I want to setup a simple dataclass
with a some default values like so:
@dataclass
class Specs1:
a: str
b: str = 'Bravo'
c: str = 'Charlie'
I would like to be able to get the default value for the second field but still set a value for the third one. I cannot do this with None because it is happily accepted as a value for my string:
r1 = Specs1('Apple', None, 'Cherry') # Specs1(a='Apple', b=None, c='Cherry')
I have come up with the following solution:
@dataclass
class Specs2:
def_b: ClassVar = 'Bravo'
def_c: ClassVar = 'Charlie'
a: str
b: str = def_b
c: str = def_c
def __post_init__(self):
self.b = self.def_b if self.b is None else self.b
self.c = self.def_c if self.c is None else self.c
Which seems to behave as intended:
r2 = Specs2('Apple', None, 'Cherry') # Specs2(a='Apple', b='Bravo', c='Cherry')
However, I feel it is quite ugly and that I am maybe missing something here.
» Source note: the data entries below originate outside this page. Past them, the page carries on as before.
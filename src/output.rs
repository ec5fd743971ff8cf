//! CLI output formatting.
//!
//! # Output Format
//!
//! ## Status
//!
//! ```text
//! dawn.jpg
//!     Dimensions: 4000 x 3000
//!     Zoom: 20%
//!     Size: 2.4 MB
//! ```
//!
//! ## Siblings
//!
//! ```text
//! 001   aurora.png
//! 002 * dawn.jpg
//! 003   mountains.gif
//! ```
//!
//! ## Render
//!
//! ```text
//! dawn.jpg → out.png (4000x3000, zoom 20%, 31 frames)
//! ```
//!
//! # Architecture
//!
//! Each command has a `format_*` function (returns `Vec<String>`) for
//! testability and a `print_*` wrapper that writes to stdout. Format functions
//! are pure: no I/O, no side effects.

use crate::session::StatusInfo;
use crate::siblings::SiblingSet;
use std::path::Path;

/// Format a 1-based positional index as 3-digit zero-padded.
fn format_index(pos: usize) -> String {
    format!("{:0>3}", pos)
}

/// Return indentation string: 4 spaces per depth level.
fn indent(depth: usize) -> String {
    "    ".repeat(depth)
}

/// Human-readable byte count with one decimal above 1 KB.
///
/// ```text
/// 512 B
/// 1.0 KB
/// 2.4 MB
/// ```
pub fn format_size(bytes: u64) -> String {
    const UNITS: [&str; 4] = ["KB", "MB", "GB", "TB"];
    if bytes < 1024 {
        return format!("{bytes} B");
    }
    let mut value = bytes as f64 / 1024.0;
    let mut unit = 0;
    while value >= 1024.0 && unit < UNITS.len() - 1 {
        value /= 1024.0;
        unit += 1;
    }
    format!("{value:.1} {}", UNITS[unit])
}

fn file_name(path: &Path) -> String {
    path.file_name()
        .map(|n| n.to_string_lossy().to_string())
        .unwrap_or_else(|| path.display().to_string())
}

// ============================================================================
// Status
// ============================================================================

pub fn format_status(status: &StatusInfo) -> Vec<String> {
    let mut lines = vec![status.file_name.clone()];
    lines.push(format!(
        "{}Dimensions: {} x {}",
        indent(1),
        status.width,
        status.height
    ));
    lines.push(format!("{}Zoom: {}%", indent(1), status.zoom_percent));
    if let Some(bytes) = status.file_size {
        lines.push(format!("{}Size: {}", indent(1), format_size(bytes)));
    }
    lines
}

pub fn print_status(status: &StatusInfo) {
    for line in format_status(status) {
        println!("{}", line);
    }
}

// ============================================================================
// Siblings
// ============================================================================

/// One line per sibling, the current image marked with `*`.
pub fn format_siblings(siblings: &SiblingSet) -> Vec<String> {
    if siblings.is_empty() {
        return vec!["No images found".to_string()];
    }
    siblings
        .paths()
        .iter()
        .enumerate()
        .map(|(i, path)| {
            let marker = if siblings.current_index() == Some(i) {
                '*'
            } else {
                ' '
            };
            format!("{} {} {}", format_index(i + 1), marker, file_name(path))
        })
        .collect()
}

pub fn print_siblings(siblings: &SiblingSet) {
    for line in format_siblings(siblings) {
        println!("{}", line);
    }
}

// ============================================================================
// Render
// ============================================================================

pub fn format_render_summary(status: &StatusInfo, output: &Path, frames: usize) -> String {
    let frames = match frames {
        1 => "1 frame".to_string(),
        n => format!("{n} frames"),
    };
    format!(
        "{} → {} ({}x{}, zoom {}%, {})",
        status.file_name,
        file_name(output),
        status.width,
        status.height,
        status.zoom_percent,
        frames
    )
}
//! Pure Rust codec backed by the `image` crate.
//!
//! ## Crate mapping
//!
//! | Operation | Crate / function |
//! |---|---|
//! | Decode (JPEG, PNG, BMP, GIF) | `image::ImageReader` with content sniffing |
//! | Normalize pixels | `DynamicImage::into_rgba8` |
//! | Encode (PNG, BMP, GIF) | `ImageBuffer::save_with_format` |
//! | Encode (JPEG) | alpha dropped via `DynamicImage::to_rgb8`, then `save_with_format` |

use super::backend::{CodecError, ImageCodec, SaveFormat, SourceImage};
use image::{DynamicImage, ImageFormat, ImageReader, RgbaImage};
use std::path::Path;

/// Extensions the viewer opens and lists as siblings (compared lowercase).
pub const SUPPORTED_EXTENSIONS: &[&str] = &["jpg", "jpeg", "png", "bmp", "gif"];

/// Whether `path` has one of the [`SUPPORTED_EXTENSIONS`], ignoring case.
pub fn is_supported_image(path: &Path) -> bool {
    let ext = path
        .extension()
        .map(|e| e.to_string_lossy().to_lowercase())
        .unwrap_or_default();
    SUPPORTED_EXTENSIONS.contains(&ext.as_str())
}

/// Codec using the `image` crate's pure Rust decoders and encoders.
pub struct RustCodec;

impl RustCodec {
    pub fn new() -> Self {
        Self
    }
}

impl Default for RustCodec {
    fn default() -> Self {
        Self::new()
    }
}

fn image_format(format: SaveFormat) -> ImageFormat {
    match format {
        SaveFormat::Png => ImageFormat::Png,
        SaveFormat::Jpeg => ImageFormat::Jpeg,
        SaveFormat::Bmp => ImageFormat::Bmp,
        SaveFormat::Gif => ImageFormat::Gif,
    }
}

/// Load and decode an image from disk, sniffing the format from content so a
/// misnamed file still opens.
fn load_image(path: &Path) -> Result<DynamicImage, CodecError> {
    ImageReader::open(path)?
        .with_guessed_format()?
        .decode()
        .map_err(|e| CodecError::Decode {
            path: path.to_path_buf(),
            message: e.to_string(),
        })
}

impl ImageCodec for RustCodec {
    fn decode(&self, path: &Path) -> Result<SourceImage, CodecError> {
        let img = load_image(path)?;
        let file_size = std::fs::metadata(path).ok().map(|m| m.len());
        Ok(SourceImage::new(img.into_rgba8(), path, file_size))
    }

    fn encode(
        &self,
        raster: &RgbaImage,
        path: &Path,
        format: SaveFormat,
    ) -> Result<(), CodecError> {
        let encode_err = |e: image::ImageError| CodecError::Encode {
            path: path.to_path_buf(),
            message: e.to_string(),
        };

        if format.supports_alpha() {
            raster
                .save_with_format(path, image_format(format))
                .map_err(encode_err)
        } else {
            DynamicImage::ImageRgba8(raster.clone())
                .to_rgb8()
                .save_with_format(path, image_format(format))
                .map_err(encode_err)
        }
    }
}
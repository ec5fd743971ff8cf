//! Shared test utilities for the lightbox unit tests.
//!
//! Raster builders with predictable pixels plus small on-disk fixture helpers.
//!
//! # Usage
//!
//! ```rust
//! use crate::test_helpers::*;
//!
//! let img = gradient(4, 2);
//! assert_ne!(img.get_pixel(0, 0), img.get_pixel(3, 1));
//!
//! let tmp = sibling_dir(&[("a.png", 4, 4), ("b.png", 8, 2)]);
//! ```

use image::{Rgba, RgbaImage};
use std::path::Path;
use tempfile::TempDir;

// =========================================================================
// Rasters
// =========================================================================

/// Every pixel the same color.
pub fn solid(width: u32, height: u32, color: [u8; 4]) -> RgbaImage {
    RgbaImage::from_pixel(width, height, Rgba(color))
}

/// Opaque image where every pixel has a distinct color: red ramps along x,
/// green along y, each spanning the full 0..=255 range.
pub fn gradient(width: u32, height: u32) -> RgbaImage {
    let ramp = |i: u32, n: u32| (i * 255 / (n - 1).max(1)) as u8;
    RgbaImage::from_fn(width, height, |x, y| {
        Rgba([ramp(x, width), ramp(y, height), 0, 255])
    })
}

/// Opaque black/white checkerboard with square cells of `cell` pixels.
/// The top-left cell is black.
pub fn checkerboard(width: u32, height: u32, cell: u32) -> RgbaImage {
    RgbaImage::from_fn(width, height, |x, y| {
        if (x / cell + y / cell) % 2 == 0 {
            Rgba([0, 0, 0, 255])
        } else {
            Rgba([255, 255, 255, 255])
        }
    })
}

// =========================================================================
// Files
// =========================================================================

/// Write a `width`×`height` gradient PNG to `path`.
pub fn write_png(path: &Path, width: u32, height: u32) {
    gradient(width, height)
        .save_with_format(path, image::ImageFormat::Png)
        .unwrap();
}

/// Temp directory holding one gradient PNG per `(name, width, height)`.
pub fn sibling_dir(files: &[(&str, u32, u32)]) -> TempDir {
    let tmp = TempDir::new().unwrap();
    for (name, width, height) in files {
        write_png(&tmp.path().join(name), *width, *height);
    }
    tmp
}
//! # Lightbox
//!
//! The core of a desktop image viewer: load an image, show it zoomed, rotated
//! and color-adjusted in a viewport, step through the other images in its
//! directory, and save a copy. Window creation, menus and dialogs belong to the
//! host; this crate owns the state and produces display-ready rasters.
//!
//! # Architecture: Events In, Rasters Out
//!
//! ```text
//! window / CLI ──ViewerEvent──▶ ViewerSession ──compose──▶ DisplayRaster
//!                                  │    ▲
//!                        start/stop│    │Tick(kind)
//!                                  ▼    │
//!                                 Ticker (thread or manual)
//! ```
//!
//! All state lives in one [`session::ViewerSession`]. Every input, including
//! animation ticks, arrives through [`session::ViewerSession::handle`] on the
//! caller's thread. Tickers never touch state; they only post tick messages.
//! After each mutation that changes the picture the session recomposes the
//! display raster from scratch.
//!
//! # Module Map
//!
//! | Module | Role |
//! |--------|------|
//! | [`transform`] | Zoom/rotation/color state with the single zoom clamp |
//! | [`animation`] | Zoom animation state machine and the [`animation::Ticker`] seam |
//! | [`imaging`] | Fit math, codec trait + `image`-crate codec, bicubic compositor |
//! | [`siblings`] | Sorted, wrapping list of images in the current directory |
//! | [`session`] | Event handling, load/save, recomposition, status |
//! | [`config`] | `lightbox.toml` loading, validation, merging |
//! | [`output`] | CLI output formatting |
//!
//! # Design Decisions
//!
//! ## Damped Zoom
//!
//! Zoom changes never jump. A request moves `target_zoom`; each frame tick
//! closes a fixed fraction of the gap, and the animation snaps and stops once
//! the gap is below epsilon. Holding a zoom key keeps nudging the target on a
//! slower ticker, so the same damping loop produces smooth continuous zoom.
//! Fit-to-window on load and on resize is the exception: it applies at once.
//!
//! ## Injected Tickers
//!
//! The animator only needs `start`, `stop` and `is_running`. Tests and the
//! headless renderer drive it with [`animation::ManualTicker`] and synthetic
//! ticks; a windowed host uses [`animation::ThreadTicker`], which posts
//! run-stamped ticks into the host's event channel. The host forwards a tick
//! only when [`animation::ZoomAnimator::accepts`] it, so ticks queued before a
//! restart are dropped.
//!
//! ## One Compose Pass
//!
//! Scale, centering, rotation and the brightness/contrast transform happen in
//! a single inverse-mapped pass with one clamp at the end, so brightness and
//! contrast never see an already-clipped intermediate.

pub mod animation;
pub mod config;
pub mod imaging;
pub mod output;
pub mod session;
pub mod siblings;
pub mod transform;

#[cfg(test)]
pub(crate) mod test_helpers;
use crate::Cpu;
use core::{
    cell::UnsafeCell,
    hint::spin_loop,
    ops::{Deref, DerefMut},
    sync::atomic::{AtomicBool, Ordering},
};

/// Spinlock that holds interrupts off for the duration of the hold.
///
/// Acquisition calls [`Cpu::push_off`] *before* the first test-and-set, so
/// an interrupt handler on the same CPU can never preempt a holder and
/// deadlock against it; the guard's drop releases the lock and then pops
/// the interrupt level. The lock itself is anonymous mutual exclusion: no
/// owner is recorded, and waiting is an unbounded busy spin, so a holder
/// that never releases spins every other acquirer forever.
///
/// # Examples
///
/// ```
/// use praxos_sync::{Cpu, SpinLock};
///
/// static CPU: Cpu = Cpu::new(true);
/// static TICKS: SpinLock<'static, u64> = SpinLock::new(&CPU, 0);
///
/// *TICKS.lock() += 1;
/// assert_eq!(*TICKS.lock(), 1);
/// assert!(CPU.interrupts_enabled());
/// ```
pub struct SpinLock<'c, T> {
    cpu: &'c Cpu,
    /// lock state
    /// * `false`: unlocked
    /// * `true`: locked
    locked: AtomicBool,
    inner: UnsafeCell<T>,
}

// Safety: mutual exclusion; only T: Send may cross threads.
unsafe impl<T: Send> Sync for SpinLock<'_, T> {}

impl<'c, T> SpinLock<'c, T> {
    pub const fn new(cpu: &'c Cpu, inner: T) -> Self {
        Self {
            cpu,
            locked: AtomicBool::new(false),
            inner: UnsafeCell::new(inner),
        }
    }

    /// Try once; returns immediately, restoring the interrupt level on
    /// failure.
    #[inline]
    pub fn try_lock(&self) -> Option<SpinLockGuard<'_, T>> {
        self.cpu.push_off();
        if self
            .locked
            .compare_exchange(false, true, Ordering::Acquire, Ordering::Relaxed)
            .is_ok()
        {
            Some(SpinLockGuard { lock: self })
        } else {
            self.cpu.pop_off();
            None
        }
    }

    /// Disables interrupts, then spins until acquired.
    #[inline]
    pub fn lock(&self) -> SpinLockGuard<'_, T> {
        self.cpu.push_off();
        // Exchange until we are the caller that installed `true`; spin on
        // plain reads between attempts.
        while self.locked.swap(true, Ordering::Acquire) {
            while self.locked.load(Ordering::Relaxed) {
                spin_loop();
            }
        }
        SpinLockGuard { lock: self }
    }

    /// Closure convenience, built on the guard.
    #[inline]
    pub fn with_lock<R>(&self, f: impl FnOnce(&mut T) -> R) -> R {
        let mut g = self.lock();
        f(&mut g)
    }

    /// Mutable access when you have `&mut self` (no contention possible).
    #[inline]
    pub const fn get_mut(&mut self) -> &mut T {
        self.inner.get_mut()
    }
}

pub struct SpinLockGuard<'a, T> {
    lock: &'a SpinLock<'a, T>,
}

impl<T> Deref for SpinLockGuard<'_, T> {
    type Target = T;
    fn deref(&self) -> &T {
        unsafe { &*self.lock.inner.get() }
    }
}

impl<T> DerefMut for SpinLockGuard<'_, T> {
    fn deref_mut(&mut self) -> &mut T {
        unsafe { &mut *self.lock.inner.get() }
    }
}

impl<T> Drop for SpinLockGuard<'_, T> {
    fn drop(&mut self) {
        // Release publishes the critical section, then the interrupt level
        // unwinds one step.
        self.lock.locked.store(false, Ordering::Release);
        self.lock.cpu.pop_off();
    }
}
My actual class will have more fields so it will only get uglier.
The parameters passed to the class contain None
and I do not have control over this aspect.
I know this is a little late, but inspired by MikeSchneeberger's answer I made a small adaptation to the __post_init__
function that allows you to keep the defaults in the standard format:
from dataclasses import dataclass, fields
def __post_init__(self):
# Loop through the fields
for field in fields(self):
# If there is a default and the value of the field is none we can assign a value
if not isinstance(field.default, dataclasses._MISSING_TYPE) and getattr(self, field.name) is None:
setattr(self, field.name, field.default)
Adding this to your dataclass should then ensure that the default values are enforced without requiring a new default class.